과제 : 특성과 타깃 벡터 사이의 선형 관계를 표현하는 모델을 훈련하고 싶음

해결 : 선형 회귀를 사용함(`LinearRegression`)

In [1]:
from sklearn.linear_model import LinearRegression
from sklearn.datasets import load_boston

boston = load_boston()
x = boston.data[:, :2] # 특성 2개만 선택
print('feature shape:', x.shape)
print('feature sample:', x[:3])
y = boston.target
print('target shape:', y.shape)
print('target sample:', y[:3])
print('feature name:', boston.feature_names)


lr = LinearRegression()
model = lr.fit(x, y)

feature shape: (506, 2)
feature sample: [[6.320e-03 1.800e+01]
 [2.731e-02 0.000e+00]
 [2.729e-02 0.000e+00]]
target shape: (506,)
target sample: [24.  21.6 34.7]
feature name: ['CRIM' 'ZN' 'INDUS' 'CHAS' 'NOX' 'RM' 'AGE' 'DIS' 'RAD' 'TAX' 'PTRATIO'
 'B' 'LSTAT']



    The Boston housing prices dataset has an ethical problem. You can refer to
    the documentation of this function for further details.
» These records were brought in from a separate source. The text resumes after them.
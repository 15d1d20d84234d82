//! Rich-text command handling.
//!
//! # Overview
//!
//! [`RichTextHandler`] is the single source of truth mapping an
//! [`EditorCommand`] to its model effect. It is registered by the lifecycle
//! adapter at [`CommandPriority::Editor`], the lowest tier, so any host
//! handler for the same command runs first and may short-circuit.
//!
//! Per invocation the handler resolves the current selection anchor; without
//! one it declines every command so the originating event is not suppressed.
//! Key commands (`keyBackspace`, `keyEnter`, …) delegate to their target
//! handlers as direct function calls, so the synchronous call chain is
//! visible in this file, and a delegate's result propagates unchanged.
//!
//! # Fatal invariants
//!
//! The document model guarantees that every text position lies within some
//! block. A text anchor with no block ancestor therefore signals model
//! corruption, and block resolution panics rather than returning an error.
//!
//! [`CommandPriority::Editor`]: crate::CommandPriority::Editor

use crate::commands::{Dispatch, EditorCommand};
use crate::model::{Anchor, Direction, EditorModel, MAX_INDENT, NodeId};

/// Predicate deciding whether the default platform caret motion would be
/// wrong for the current selection shape.
///
/// The decision rule depends on environment capabilities the host detects;
/// it is injected at mount time rather than reimplemented here. When the
/// policy declines, arrow commands return unhandled and native caret motion
/// proceeds untouched.
pub trait CaretPolicy {
    /// Whether the editor should take over caret motion in `direction`.
    fn overrides_native_motion(&self, direction: Direction) -> bool;
}

/// The default policy: native caret motion is always trusted.
#[derive(Debug, Clone, Copy, Default)]
pub struct TrustNative;

impl CaretPolicy for TrustNative {
    fn overrides_native_motion(&self, _direction: Direction) -> bool {
        false
    }
}

/// Executes normalized commands against the document model.
pub struct RichTextHandler {
    caret_policy: Box<dyn CaretPolicy>,
}

impl RichTextHandler {
    /// A handler with the [`TrustNative`] caret policy.
    pub fn new() -> Self {
        Self::with_policy(Box::new(TrustNative))
    }

    /// A handler with an injected caret policy.
    pub fn with_policy(caret_policy: Box<dyn CaretPolicy>) -> Self {
        Self { caret_policy }
    }

    /// Execute `command` against `model`.
    ///
    /// Returns [`Dispatch::Unhandled`] without touching the model when no
    /// selection exists, or when the caret policy declines an arrow
    /// override.
    pub fn handle<M: EditorModel>(&self, model: &mut M, command: &EditorCommand) -> Dispatch {
        let Some(anchor) = model.selection_anchor() else {
            return Dispatch::Unhandled;
        };

        match command {
            EditorCommand::DeleteCharacter { backward } => {
                Self::delete_character(model, *backward)
            }
            EditorCommand::DeleteWord { backward } => {
                model.delete_word(*backward);
                Dispatch::Handled
            }
            EditorCommand::DeleteLine { backward } => {
                model.delete_line(*backward);
                Dispatch::Handled
            }
            EditorCommand::InsertText { text } => Self::insert_text(model, text),
            EditorCommand::RemoveText => {
                model.remove_text();
                Dispatch::Handled
            }
            EditorCommand::FormatText { format } => {
                model.format_text(*format);
                Dispatch::Handled
            }
            EditorCommand::FormatElement { format } => {
                let element = element_of(model, &anchor);
                model.set_element_format(element, *format);
                Dispatch::Handled
            }
            EditorCommand::InsertLineBreak { select_start } => {
                Self::insert_line_break(model, *select_start)
            }
            EditorCommand::InsertParagraph => Self::insert_paragraph(model),
            EditorCommand::IndentContent => Self::indent(model, &anchor),
            EditorCommand::OutdentContent => Self::outdent(model, &anchor),
            EditorCommand::KeyArrow { direction, stroke } => {
                if !self.caret_policy.overrides_native_motion(*direction) {
                    return Dispatch::Unhandled;
                }
                model.move_caret(*direction, stroke.shift);
                Dispatch::Handled
            }
            EditorCommand::KeyBackspace { .. } => Self::delete_character(model, true),
            EditorCommand::KeyDelete { .. } => Self::delete_character(model, false),
            EditorCommand::KeyEnter { stroke } => {
                if stroke.shift {
                    Self::insert_line_break(model, false)
                } else {
                    Self::insert_paragraph(model)
                }
            }
            EditorCommand::KeyTab { stroke } => {
                if stroke.shift {
                    Self::outdent(model, &anchor)
                } else {
                    Self::indent(model, &anchor)
                }
            }
        }
    }

    fn delete_character<M: EditorModel>(model: &mut M, backward: bool) -> Dispatch {
        model.delete_character(backward);
        Dispatch::Handled
    }

    fn insert_text<M: EditorModel>(model: &mut M, text: &str) -> Dispatch {
        model.insert_text(text);
        Dispatch::Handled
    }

    fn insert_line_break<M: EditorModel>(model: &mut M, select_start: bool) -> Dispatch {
        model.insert_line_break(select_start);
        Dispatch::Handled
    }

    fn insert_paragraph<M: EditorModel>(model: &mut M) -> Dispatch {
        model.insert_paragraph();
        Dispatch::Handled
    }

    /// Tab-accepting blocks take a literal tab; everything else moves one
    /// structural indent level, clamped at [`MAX_INDENT`].
    fn indent<M: EditorModel>(model: &mut M, anchor: &Anchor) -> Dispatch {
        let block = nearest_block(model, anchor.node);
        if model.accepts_tab(block) {
            return Self::insert_text(model, "\t");
        }
        let level = model.indent_of(block);
        if level < MAX_INDENT {
            model.set_indent(block, level + 1);
        }
        Dispatch::Handled
    }

    /// In tab-accepting blocks, only a literal tab directly before the
    /// anchor is consumed; everything else moves one structural indent
    /// level, clamped at zero.
    fn outdent<M: EditorModel>(model: &mut M, anchor: &Anchor) -> Dispatch {
        let block = nearest_block(model, anchor.node);
        if model.accepts_tab(block) {
            if model.char_before_anchor() == Some('\t') {
                return Self::delete_character(model, true);
            }
            return Dispatch::Handled;
        }
        let level = model.indent_of(block);
        if level > 0 {
            model.set_indent(block, level - 1);
        }
        Dispatch::Handled
    }
}

impl Default for RichTextHandler {
    fn default() -> Self {
        Self::new()
    }
}

/// The anchor node itself when block-level, else its parent block.
///
/// # Panics
///
/// Panics when the node has no parent: every non-block node must be
/// block-contained, so a missing parent means the tree is corrupt.
fn element_of<M: EditorModel>(model: &M, anchor: &Anchor) -> NodeId {
    if model.is_block(anchor.node) {
        return anchor.node;
    }
    match model.parent(anchor.node) {
        Some(parent) => parent,
        None => panic!(
            "node {:?} has no parent element; the document tree is corrupt",
            anchor.node
        ),
    }
}

/// Nearest block-level ancestor of `node`, or `node` itself when it is
/// already block-level.
///
/// # Panics
///
/// Panics when no block ancestor exists; the document model guarantees
/// every text position is block-contained, so this signals corruption.
fn nearest_block<M: EditorModel>(model: &M, node: NodeId) -> NodeId {
    let mut current = node;
    loop {
        if model.is_block(current) {
            return current;
        }
        match model.parent(current) {
            Some(parent) => current = parent,
            None => panic!(
                "node {current:?} has no enclosing block; the document tree is corrupt"
            ),
        }
    }
}
//! Lifecycle example
//!
//! Mount with document initialization, edit, then wipe back to the
//! canonical single-empty-paragraph state.

use richtext_core::{
    EditorCommand, EditorModel, EditorSession, HeadlessDocument, MountOptions,
};

fn main() {
    let mut document = HeadlessDocument::new();
    document.set_focused(true);
    let mut session = EditorSession::new(document);

    session
        .mount(MountOptions {
            init_empty_document: true,
            ..MountOptions::default()
        })
        .unwrap();

    let root = session.model().root();
    println!("after mount: {} child(ren)", session.model().child_count(root));

    session.dispatch(&EditorCommand::InsertText {
        text: "first".to_string(),
    });
    session.dispatch(&EditorCommand::InsertParagraph);
    session.dispatch(&EditorCommand::InsertText {
        text: "second".to_string(),
    });
    println!("after edits: {} child(ren)", session.model().child_count(root));

    session.clear_with(|| println!("clear committed"));
    let paragraph = session.model().first_child(root).unwrap();
    println!(
        "after clear: {} child(ren), text {:?}",
        session.model().child_count(root),
        session.model().text_of(paragraph)
    );
}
    The scikit-learn maintainers therefore strongly discourage the use of this
    dataset unless the purpose of the code is to study and educate about
    ethical issues in data science and machine learning.

    In this special case, you can fetch the dataset from the original
    source::

        import pandas as pd
        import numpy as np


        data_url = "http://lib.stat.cmu.edu/datasets/boston"
        raw_df = pd.read_csv(data_url, sep="\s+", skiprows=22, header=None)
        data = np.hstack([raw_df.values[::2, :], raw_df.values[1::2, :2]])
        target = raw_df.values[1::2, 2]

    Alternative datasets include the California housing dataset (i.e.
    :func:`~sklearn.datasets.fetch_california_housing`) and the Ames housing
    dataset. You can load the datasets as follows::

        from sklearn.datasets import fetch_california_h

In [2]:
# 절편(intercept) = 편향(bias)
print('Intercept(=bias) :', model.intercept_)
print('coef :', model.coef_)
# dir(model)

print('\n실제값:', y[0] * 1000) # 보스턴 주택가격 단위가 천 달러라, 1000을 곱해줌
print('예측값:', model.predict(x)[0] * 1000)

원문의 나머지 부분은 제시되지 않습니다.